2017年11月15日 星期
站在风口
■袁丽明(通山)

  小学时,年年欠学费被老师三番五次赶回家。每次被赶回家的时候,总想背上行囊出去打工一走了之。可是年龄太小,到过最远的地方也就是来回走了一天的路,去了一次镇里。每次听到要钱二字,父亲就会扯着大嗓门叫我不读了。可我真的不去了他又夹着棍棒把我赶到校门内。大小事务,我们也自然不敢招惹父亲。

  母亲每次都是四处去借,运气好的时候出门就能借到,不好时那就自然是空手而归。一个种田为生的庄家汉,一年四季最大的收获就是大米够吃,不用吃薯,不会挨饿。母亲常说人穷志短,每次看到她穿着屁股上补着补丁的裤子,用洗衣粉洗出的头发像玉米须一样蓬满头顶,满脸忧愁的样子,再说这些不长志气的话,我就很气她。

  总觉得人应该满身正能量,再苦再穷也要树一身正气,不被困苦打败。

  后来才知道,这些都是书本上的人物。对于匍匐在最底层的农村,从小失去至爱双亲,夫家还有个时刻欺负她的男人的母亲来说,拿什么撑起对抗穷困的底气?

  可我以前不懂。一直不喜欢母亲,见不得她一脸穷苦的样子。每次她一说起心酸事,我就感觉上了紧箍咒,将已离开家门正感觉生活有了血色的我,用咒重重压下。

  所以,我从来没自信过。我解不脱这种阴影,我恨我自己,也恨母亲。母亲就是我的天,为什么我的天空里从来就没有出现过阳光?当然,我也很心疼可怜的母亲,常常一个人想到她的种种就黯然落泪。可是当着她的面,又若无其事大大咧咧一副没心没肺的样子。就这样矛盾着。

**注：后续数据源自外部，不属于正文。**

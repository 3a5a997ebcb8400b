//! TFRecord container files.
//!
//! Each record is framed as
//!
//! ```text
//! u64 length (little-endian)
//! u32 masked crc32c of the length bytes
//! [u8; length] data
//! u32 masked crc32c of the data
//! ```

use std::fs::File;
use std::io::{self, BufReader, BufWriter, ErrorKind, Read, Write};
use std::path::{Path, PathBuf};

use byteorder::{ByteOrder, LittleEndian, ReadBytesExt, WriteBytesExt};

use crate::error::{RankDataError, Result};
use crate::pipeline::source::{RecordIter, RecordSource};

const MASK_DELTA: u32 = 0xa282_ead8;
const HEADER_LEN: usize = 12;

/// The checksum stored in TFRecord framing.
pub fn masked_crc32c(data: &[u8]) -> u32 {
    let crc = crc32c::crc32c(data);
    crc.rotate_right(15).wrapping_add(MASK_DELTA)
}

/// Writes framed records.
#[derive(Debug)]
pub struct TfRecordWriter<W: Write> {
    writer: W,
    records_written: u64,
}

impl<W: Write> TfRecordWriter<W> {
    pub fn new(writer: W) -> Self {
        Self {
            writer,
            records_written: 0,
        }
    }

    pub fn write_record(&mut self, data: &[u8]) -> Result<()> {
        let mut length = [0u8; 8];
        LittleEndian::write_u64(&mut length, data.len() as u64);
        self.writer.write_all(&length)?;
        self.writer.write_u32::<LittleEndian>(masked_crc32c(&length))?;
        self.writer.write_all(data)?;
        self.writer.write_u32::<LittleEndian>(masked_crc32c(data))?;
        self.records_written += 1;
        Ok(())
    }

    pub fn records_written(&self) -> u64 {
        self.records_written
    }

    /// Flush and return the underlying writer.
    pub fn finish(mut self) -> Result<W> {
        self.writer.flush()?;
        Ok(self.writer)
    }
}

impl TfRecordWriter<BufWriter<File>> {
    /// Create (or truncate) a TFRecord file.
    pub fn create<P: AsRef<Path>>(path: P) -> Result<Self> {
        Ok(Self::new(BufWriter::new(File::create(path)?)))
    }
}

/// Reads framed records, checking both checksums.
///
/// A clean end of input between records ends the iteration. A truncated
/// or corrupt record yields one `Decode` error, after which the reader
/// yields nothing.
#[derive(Debug)]
pub struct TfRecordReader<R: Read> {
    reader: R,
    name: String,
    records_read: u64,
    failed: bool,
}

impl<R: Read> TfRecordReader<R> {
    pub fn new(reader: R) -> Self {
        Self {
            reader,
            name: "tfrecord".to_string(),
            records_read: 0,
            failed: false,
        }
    }

    /// Prefix error messages with `name`, usually the file path.
    pub fn with_name<S: Into<String>>(mut self, name: S) -> Self {
        self.name = name.into();
        self
    }

    pub fn records_read(&self) -> u64 {
        self.records_read
    }

    fn corrupt(&self, what: &str) -> RankDataError {
        RankDataError::decode(format!("{}: record {}: {what}", self.name, self.records_read))
    }

    fn read_record(&mut self) -> Result<Option<Vec<u8>>> {
        let mut header = [0u8; HEADER_LEN];
        let filled = read_full(&mut self.reader, &mut header)?;
        if filled == 0 {
            return Ok(None);
        }
        if filled < HEADER_LEN {
            return Err(self.corrupt("truncated header"));
        }
        if LittleEndian::read_u32(&header[8..]) != masked_crc32c(&header[..8]) {
            return Err(self.corrupt("length checksum mismatch"));
        }
        let length = usize::try_from(LittleEndian::read_u64(&header[..8]))
            .map_err(|_| self.corrupt("length does not fit in memory"))?;

        let mut data = vec![0u8; length];
        let truncated = |e: io::Error, reader: &Self| match e.kind() {
            ErrorKind::UnexpectedEof => reader.corrupt("truncated data"),
            _ => RankDataError::Io(e),
        };
        self.reader.read_exact(&mut data).map_err(|e| truncated(e, self))?;
        let crc = self
            .reader
            .read_u32::<LittleEndian>()
            .map_err(|e| truncated(e, self))?;
        if crc != masked_crc32c(&data) {
            return Err(self.corrupt("data checksum mismatch"));
        }
        self.records_read += 1;
        Ok(Some(data))
    }
}

impl<R: Read> Iterator for TfRecordReader<R> {
    type Item = Result<Vec<u8>>;

    fn next(&mut self) -> Option<Self::Item> {
        if self.failed {
            return None;
        }
        match self.read_record() {
            Ok(record) => record.map(Ok),
            Err(e) => {
                self.failed = true;
                Some(Err(e))
            }
        }
    }
}

/// Fill `buf` as far as the input allows; returns the bytes read.
fn read_full<R: Read>(reader: &mut R, buf: &mut [u8]) -> io::Result<usize> {
    let mut filled = 0;
    while filled < buf.len() {
        match reader.read(&mut buf[filled..]) {
            Ok(0) => break,
            Ok(n) => filled += n,
            Err(e) if e.kind() == ErrorKind::Interrupted => {}
            Err(e) => return Err(e),
        }
    }
    Ok(filled)
}

/// One TFRecord file. Every `open` reads it from the start.
#[derive(Debug, Clone, PartialEq, Eq)]
pub struct TfRecordSource {
    path: PathBuf,
}

impl TfRecordSource {
    pub fn new<P: AsRef<Path>>(path: P) -> Self {
        Self {
            path: path.as_ref().to_path_buf(),
        }
    }

    pub fn path(&self) -> &Path {
        &self.path
    }
}

impl RecordSource for TfRecordSource {
    fn open(&self) -> Result<RecordIter> {
        let file = File::open(&self.path).map_err(|e| {
            RankDataError::Io(io::Error::new(
                e.kind(),
                format!("failed to open {}: {e}", self.path.display()),
            ))
        })?;
        let reader = TfRecordReader::new(BufReader::new(file)).with_name(self.path.display().to_string());
        Ok(Box::new(reader))
    }
}

#[cfg(test)]
mod tests {
    use super::*;
    use std::io::Cursor;
    use tempfile::TempDir;

    fn framed(records: &[&[u8]]) -> Vec<u8> {
        let mut writer = TfRecordWriter::new(Vec::new());
        for record in records {
            writer.write_record(record).unwrap();
        }
        assert_eq!(writer.records_written(), records.len() as u64);
        writer.finish().unwrap()
    }

    #[test]
    fn test_masked_crc_of_empty_input() {
        // crc32c("") is 0, so only the mask delta remains.
        assert_eq!(masked_crc32c(b""), MASK_DELTA);
    }

    #[test]
    fn test_framing_layout() {
        let bytes = framed(&[b"abc"]);
        assert_eq!(bytes.len(), HEADER_LEN + 3 + 4);
        assert_eq!(LittleEndian::read_u64(&bytes[..8]), 3);
        assert_eq!(&bytes[HEADER_LEN..HEADER_LEN + 3], b"abc");
    }

    #[test]
    fn test_reader_returns_records_in_order() {
        let bytes = framed(&[b"first", b"", b"third"]);
        let mut reader = TfRecordReader::new(Cursor::new(bytes));
        let records: Vec<Vec<u8>> = reader.by_ref().collect::<Result<_>>().unwrap();
        assert_eq!(records, vec![b"first".to_vec(), Vec::new(), b"third".to_vec()]);
        assert_eq!(reader.records_read(), 3);
    }

    #[test]
    fn test_empty_input_yields_nothing() {
        assert_eq!(TfRecordReader::new(Cursor::new(Vec::new())).count(), 0);
    }

    #[test]
    fn test_corrupt_data_is_fatal() {
        let mut bytes = framed(&[b"first", b"second"]);
        // Flip a byte inside the first record's payload.
        bytes[HEADER_LEN] ^= 0xff;
        let results: Vec<_> = TfRecordReader::new(Cursor::new(bytes)).with_name("train.tfrecord").collect();
        assert_eq!(results.len(), 1);
        match &results[0] {
            Err(RankDataError::Decode(msg)) => {
                assert!(msg.contains("train.tfrecord: record 0"), "{msg}");
                assert!(msg.contains("data checksum"), "{msg}");
            }
            other => panic!("expected decode error, got {other:?}"),
        }
    }

    #[test]
    fn test_truncated_record_is_fatal() {
        let mut bytes = framed(&[b"first", b"second"]);
        bytes.truncate(bytes.len() - 2);
        let results: Vec<_> = TfRecordReader::new(Cursor::new(bytes)).collect();
        assert_eq!(results.len(), 2);
        assert_eq!(results[0].as_ref().unwrap(), b"first");
        assert!(matches!(&results[1], Err(RankDataError::Decode(msg)) if msg.contains("truncated")));
    }

    #[test]
    fn test_file_source_reopens() {
        let dir = TempDir::new().unwrap();
        let path = dir.path().join("part-0.tfrecord");
        let mut writer = TfRecordWriter::create(&path).unwrap();
        writer.write_record(b"a").unwrap();
        writer.write_record(b"b").unwrap();
        writer.finish().unwrap();

        let source = TfRecordSource::new(&path);
        for _ in 0..2 {
            let records: Vec<Vec<u8>> = source.open().unwrap().collect::<Result<_>>().unwrap();
            assert_eq!(records, vec![b"a".to_vec(), b"b".to_vec()]);
        }
    }

    #[test]
    fn test_missing_file() {
        let source = TfRecordSource::new("/nonexistent/part-0.tfrecord");
        assert!(matches!(source.open(), Err(RankDataError::Io(_))));
    }
}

  外出打工一年回家,村里人都在做糍粑。做这东西的过程极为复杂,得有不少人帮忙才能完成。父亲是不会出手的,弟弟还小,我像个公子哥一样,除了会吹牛,动起手来还不如弟弟。母亲也从没指望我。

  我跟母亲商量:“要不,咱们也做点吧?”

  母亲冷冷地说:“谁做咯?你们嘴一咧就是,吃起来嘴巴吧唧吧唧都会,做起来没个鬼毛帮忙。我腰痛,做不了。”

  我无趣地答复道:“哦。那就算了。”

  可是早上起来,盆里桶里都泡着米。原来,母亲本不想做,经我一说又忍不住还是做了。那天,看着她佝偻着腰忙碌了一天,我满心愧疚得生疼生疼。

  时隔多年至今,父亲的暴躁脾气终于有所改善,我们也长大了,家里的经济条件转好了。操劳了半辈子的母亲,本可以享清福,可她还是常去浙江鞋厂打工。我们都叫她别去了,可每次好说歹说,她还是背着行囊出发了。

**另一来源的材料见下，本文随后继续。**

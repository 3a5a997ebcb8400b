//! Batch pipeline: record sources to prefetched [`NormalizedBatch`]es.
//!
//! [`NormalizedBatch`]: crate::sequence::NormalizedBatch

pub mod config;
pub mod dataset;
pub mod source;
pub mod stages;
pub mod tfrecord;

pub use config::PipelineConfig;
pub use dataset::{Batches, RankingDataset};
pub use source::{InMemorySource, InterleavedSource, RecordIter, RecordSource};
pub use stages::{Batcher, RepeatedRecords, ShuffleBuffer};
pub use tfrecord::{TfRecordReader, TfRecordSource, TfRecordWriter};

  重阳节那天,正在浙江鞋厂里忙碌的母亲,也许算不上很老,可头发也在一根根接力赛跑般地白着,正悄悄迈进老年行列。突然想到母亲每次出门带着的那个保温杯,根本就不保温,我就说买一个新的给她寄去吧。可她不肯要,硬说自己的还能用。最终我们谈好我把新杯放家里,她很快就要回来的,把旧的搁家里再用新的。

  前两天跟她打电话,发现她声音嘶哑了,是种明显的感冒症状。其实她刚动口我就听出来了,只是没提。后来在微信里发信息问她怎么感冒了,记得多喝板蓝根和开水。之所以发信息,是因为我不习惯开口说这些关心类的话,感觉别扭。

  母亲很快回信息说:“没事啦,只不过长期坐在风口做事,被冷风吹得感冒了。从家里带来的板蓝根还有,等不忙了就去找出来喝。”握着手机的我,泪雨凝噎。母亲,如果可以选择,我更宁愿自己强大点,做您的厚外套,为您抵御一切风寒!保护您!

  小时候总觉得母亲的形象不够伟大,其实是她一直坚挺地咬着牙站在岁月的风口捱到现在,用她瘦小的身板阻挡生活的风雨,才造就了我们的生活。她总说人穷志短,可她半辈子的奔波劳碌,却在谱写着人穷志不穷的华丽篇章!